Even her Creator had forgotten his original purpose for them, she thought privately, as did her King, when they ordered her to keep the Heterodyne Girl “safe.” But she had done her duty, though there was no one to inspire in the dark Heterodyne crypt. She had done her duty and stood guard for two centuries by the Girl’s tomb, until Lucrezia stole her body and chained her mind and gave her a new charge to guard.

It was so like Lucrezia to set her up for a failure that, though she had seen the woman stumble out of the rubble with red, shocked eyes and clothes streaked with blood and dust, Otilia couldn’t help but wonder if it hadn’t all been a cruel joke.

She had gone mad for a while then, though it was not sparking or even normal human madness. She was simply consumed by an overwhelming sense of uselessness. Purposelessness. She had failed everyone, every task she’d ever been given. Her Creator was gone, and her sisters scattered to the winds, unprotected and lost. Her King was dead and his kingdom lost. The Heterodyne Girl was dead (not safe) and unwatched (not _safe_ ). She had failed even her latest, loathed charge, Lucrezia’s son (the loathing was for the mother, not the child; he had been innocent and helpless.) And no one, not a single person left in this endless chaos of the Other’s War, seemed interested in protecting anyone but themselves. She had failed in every way possible, and so she lashed out, and was locked away.

Then Klaus Wulfenbach had come and, with a show of kindness and confidence and the faint air of a man exposing his bare neck to the enemy, offered her a new boy to look after. He was neither her Creator nor her King; he had no claim on her loyalty and obedience. But neither was he Lucrezia, and Otilia was desperate, and the boy was bright-eyed and trusting in a world full of danger. Lucrezia had made her unable to introduce herself properly, or any way at all, but she thought Wulfenbach must have known somehow, because no sooner had she accepted the charge of his son than he admitted that there were more, a handful of children then but he had hopes for a whole school in the future, who would need not just protection but guidance, and education.

Otilia could not teach as her sisters had.
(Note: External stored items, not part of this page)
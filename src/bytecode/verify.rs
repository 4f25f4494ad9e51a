use crate::bytecode::compile::ExternalSig;
use crate::bytecode::ir::{Constant, PLACEHOLDER, ProgramBc, ScopeKind};
use crate::bytecode::op::Opcode;

/// One decoded instruction.
#[derive(Debug, Clone, PartialEq)]
pub struct Instr {
    pub addr: usize,
    pub op: Opcode,
    pub operands: Vec<u32>,
}

impl Instr {
    /// Address of the following instruction.
    pub fn next(&self) -> usize {
        self.addr + 1 + self.operands.len()
    }
}

#[derive(Debug, Clone, PartialEq, thiserror::Error)]
pub enum VerifyError {
    #[error("unknown opcode {code} at {pc}")]
    UnknownOpcode { pc: usize, code: u32 },

    #[error("truncated {op} at {pc}")]
    Truncated { pc: usize, op: Opcode },

    #[error("unpatched operand in {op} at {pc}")]
    Unpatched { pc: usize, op: Opcode },

    #[error("{op} at {pc} targets {target}, which is not an instruction")]
    BadTarget { pc: usize, op: Opcode, target: usize },

    #[error("{op} at {pc} refers to constant {index}, which is {reason}")]
    BadConstant {
        pc: usize,
        op: Opcode,
        index: usize,
        reason: &'static str,
    },

    #[error("{op} at {pc} refers to unknown function {id}")]
    UnknownFunction { pc: usize, op: Opcode, id: usize },

    #[error("CALL_PRIMITIVE at {pc} names unknown external '{name}'")]
    UnknownExternal { pc: usize, name: String },

    #[error("ENTER_SCOPE at {pc} opens {size} slot(s), but no block layout of that size starts there")]
    BadScope { pc: usize, size: usize },

    #[error("function '{name}' has entry {entry}, which is not an instruction")]
    BadFunction { name: String, entry: u32 },

    #[error("stack underflow at {pc}: {op} needs {needed} item(s), height is {height}")]
    Underflow {
        pc: usize,
        op: Opcode,
        needed: usize,
        height: usize,
    },

    #[error("stack height at {pc} is {found} on one path and {expected} on another")]
    HeightMismatch {
        pc: usize,
        expected: usize,
        found: usize,
    },

    #[error("program ends with {height} value(s) left on the stack")]
    Unbalanced { height: usize },
}

/// Splits a code stream into instructions.
pub fn decode(code: &[u32]) -> Result<Vec<Instr>, VerifyError> {
    let mut instrs = Vec::new();
    let mut pc = 0;
    while pc < code.len() {
        let op = Opcode::from_u32(code[pc]).ok_or(VerifyError::UnknownOpcode {
            pc,
            code: code[pc],
        })?;
        let end = pc + 1 + op.arity();
        if end > code.len() {
            return Err(VerifyError::Truncated { pc, op });
        }
        instrs.push(Instr {
            addr: pc,
            op,
            operands: code[pc + 1..end].to_vec(),
        });
        pc = end;
    }
    Ok(instrs)
}

/// How an instruction moves the operand stack and where control goes next.
struct Effect {
    pops: usize,
    pushes: usize,
    jump: Option<usize>,
    falls_through: bool,
}

impl Effect {
    fn stack(pops: usize, pushes: usize) -> Self {
        Effect {
            pops,
            pushes,
            jump: None,
            falls_through: true,
        }
    }
}

fn effect(
    bc: &ProgramBc,
    externals: &[ExternalSig],
    instr: &Instr,
) -> Result<Effect, VerifyError> {
    use Opcode::*;
    let pc = instr.addr;
    let op = instr.op;
    let arg = |i: usize| instr.operands[i] as usize;

    let constant = |index: usize| {
        bc.constants.get(index).ok_or(VerifyError::BadConstant {
            pc,
            op,
            index,
            reason: "out of range",
        })
    };

    Ok(match op {
        LoadConst => {
            constant(arg(0))?;
            Effect::stack(0, 1)
        }
        LoadNull | LoadTrue | LoadFalse | LoadVar => Effect::stack(0, 1),
        StoreVar | PrintItem | Pop => Effect::stack(1, 0),
        PrintNewline | LeaveScope => Effect::stack(0, 0),
        EnterScope => {
            // frame size must agree with the recorded layout
            let size = arg(0);
            let known = bc.scopes.iter().any(|s| {
                matches!(s.kind, ScopeKind::Block) && s.start as usize == pc && s.names.len() == size
            });
            if !known {
                return Err(VerifyError::BadScope { pc, size });
            }
            Effect::stack(0, 0)
        }

        Jmp => Effect {
            pops: 0,
            pushes: 0,
            jump: Some(arg(0)),
            falls_through: false,
        },
        JmpTrue | JmpFalse => Effect {
            pops: 1,
            pushes: 0,
            jump: Some(arg(0)),
            falls_through: true,
        },

        Return => Effect {
            pops: 0,
            pushes: 0,
            jump: None,
            falls_through: false,
        },
        ReturnValue => Effect {
            pops: 1,
            pushes: 0,
            jump: None,
            falls_through: false,
        },

        Call => {
            let id = arg(0);
            let f = bc
                .function(id)
                .ok_or(VerifyError::UnknownFunction { pc, op, id })?;
            Effect::stack(f.arity(), 1)
        }
        CallValue => Effect::stack(arg(0) + 1, 1),
        CallPrimitive => {
            let index = arg(0);
            let Constant::Str(name) = constant(index)? else {
                return Err(VerifyError::BadConstant {
                    pc,
                    op,
                    index,
                    reason: "not a name",
                });
            };
            let sig = externals
                .iter()
                .find(|e| &e.name == name)
                .ok_or_else(|| VerifyError::UnknownExternal {
                    pc,
                    name: name.clone(),
                })?;
            Effect::stack(sig.arity, 1)
        }

        UnaryNeg | UnaryNot => Effect::stack(1, 1),
        BinaryAdd | BinarySub | BinaryMul | BinaryDiv | BinaryMod | BinaryPow | BinaryEq
        | BinaryNe | BinaryLt | BinaryGe => Effect::stack(2, 1),
    })
}

/// Checks that a program is well formed before it is run.
///
/// Every operand must be patched and in range, and the operand stack height
/// must be the same on every path into an instruction. The top level starts
/// at height 0 and must end at height 0; each function body is checked on
/// its own, starting at height 0 at its entry.
pub fn verify(bc: &ProgramBc, externals: &[ExternalSig]) -> Result<(), VerifyError> {
    let instrs = decode(&bc.code)?;

    let len = bc.code.len();
    // index of the instruction starting at each address
    let mut at: Vec<Option<usize>> = vec![None; len + 1];
    for (i, instr) in instrs.iter().enumerate() {
        at[instr.addr] = Some(i);
        if instr.operands.contains(&PLACEHOLDER) {
            return Err(VerifyError::Unpatched {
                pc: instr.addr,
                op: instr.op,
            });
        }
    }

    let mut roots = vec![0usize];
    for f in &bc.functions {
        let entry = f.entry as usize;
        if entry >= len || at[entry].is_none() {
            return Err(VerifyError::BadFunction {
                name: f.name.clone(),
                entry: f.entry,
            });
        }
        roots.push(entry);
    }

    let mut heights: Vec<Option<usize>> = vec![None; len + 1];
    let mut work: Vec<(usize, usize)> = roots.into_iter().map(|r| (r, 0)).collect();

    while let Some((pc, height)) = work.pop() {
        if let Some(expected) = heights[pc] {
            if expected != height {
                return Err(VerifyError::HeightMismatch {
                    pc,
                    expected,
                    found: height,
                });
            }
            continue;
        }
        heights[pc] = Some(height);

        if pc == len {
            if height != 0 {
                return Err(VerifyError::Unbalanced { height });
            }
            continue;
        }

        let Some(index) = at[pc] else {
            continue;
        };
        let instr = &instrs[index];
        let e = effect(bc, externals, instr)?;

        if height < e.pops {
            return Err(VerifyError::Underflow {
                pc,
                op: instr.op,
                needed: e.pops,
                height,
            });
        }
        let after = height - e.pops + e.pushes;

        if let Some(target) = e.jump {
            let valid = target == len || at.get(target).is_some_and(|i| i.is_some());
            if !valid {
                return Err(VerifyError::BadTarget {
                    pc,
                    op: instr.op,
                    target,
                });
            }
            work.push((target, after));
        }
        if e.falls_through {
            work.push((instr.next(), after));
        }
    }

    tracing::trace!(instructions = instrs.len(), "verified bytecode");
    Ok(())
}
She could not dance or sing or draw, she did not know the paths of the stars or the stories of long ago or the secrets of the future and how to guess them. But she could teach the use of a sword, or an axe or a spear or anything else, and she could teach the Baron’s philosophy of protecting a fragile peace. Oh yes, she could teach that. The sensations and restrictions of her body tormented her daily, as did the loss of her sisters and the failures of the past, but she was the Muse of Protection and even her King had never given her a school of children to guide and inspire in the ways of duty, sacrifice, and safekeeping. She looked after them all, and she was _never_ late to class.

Then the Heterodyne Girl returned, a new one but the same commands applied—even moreso than before, thanks to Lucrezia. In both ways. Painfully, predictably, she drew Otilia’s boy into danger. (She was scrupulously fair with the many boys and girls she had received charge of in the last several years, but only one had been given first, in confidence, and he always had priority in her mind and heart.) To nobody’s surprise, the new Girl broke the Baron’s fragile peace, shattered it as thoroughly as her ancestress ever had. Yet also, along with Otilia’s boy and a few more of her most unruly students, she relieved Otilia of Lucrezia’s chains and gave her yet another body, a Heterodyne creation again but this time commanded by no one to whom the Muse did not grant the right.

As if on cue a new Storm King stepped forward, and Otilia accepted him more for her boy’s sake than his own, because he spoke boldly and dispelled her old bindings but he wore no crown and held no kingdom. But he _listened_ , where her first King had so often ignored the oblique advice she and her sisters had to offer, and that was something. He had, after all, been one of her students for a time.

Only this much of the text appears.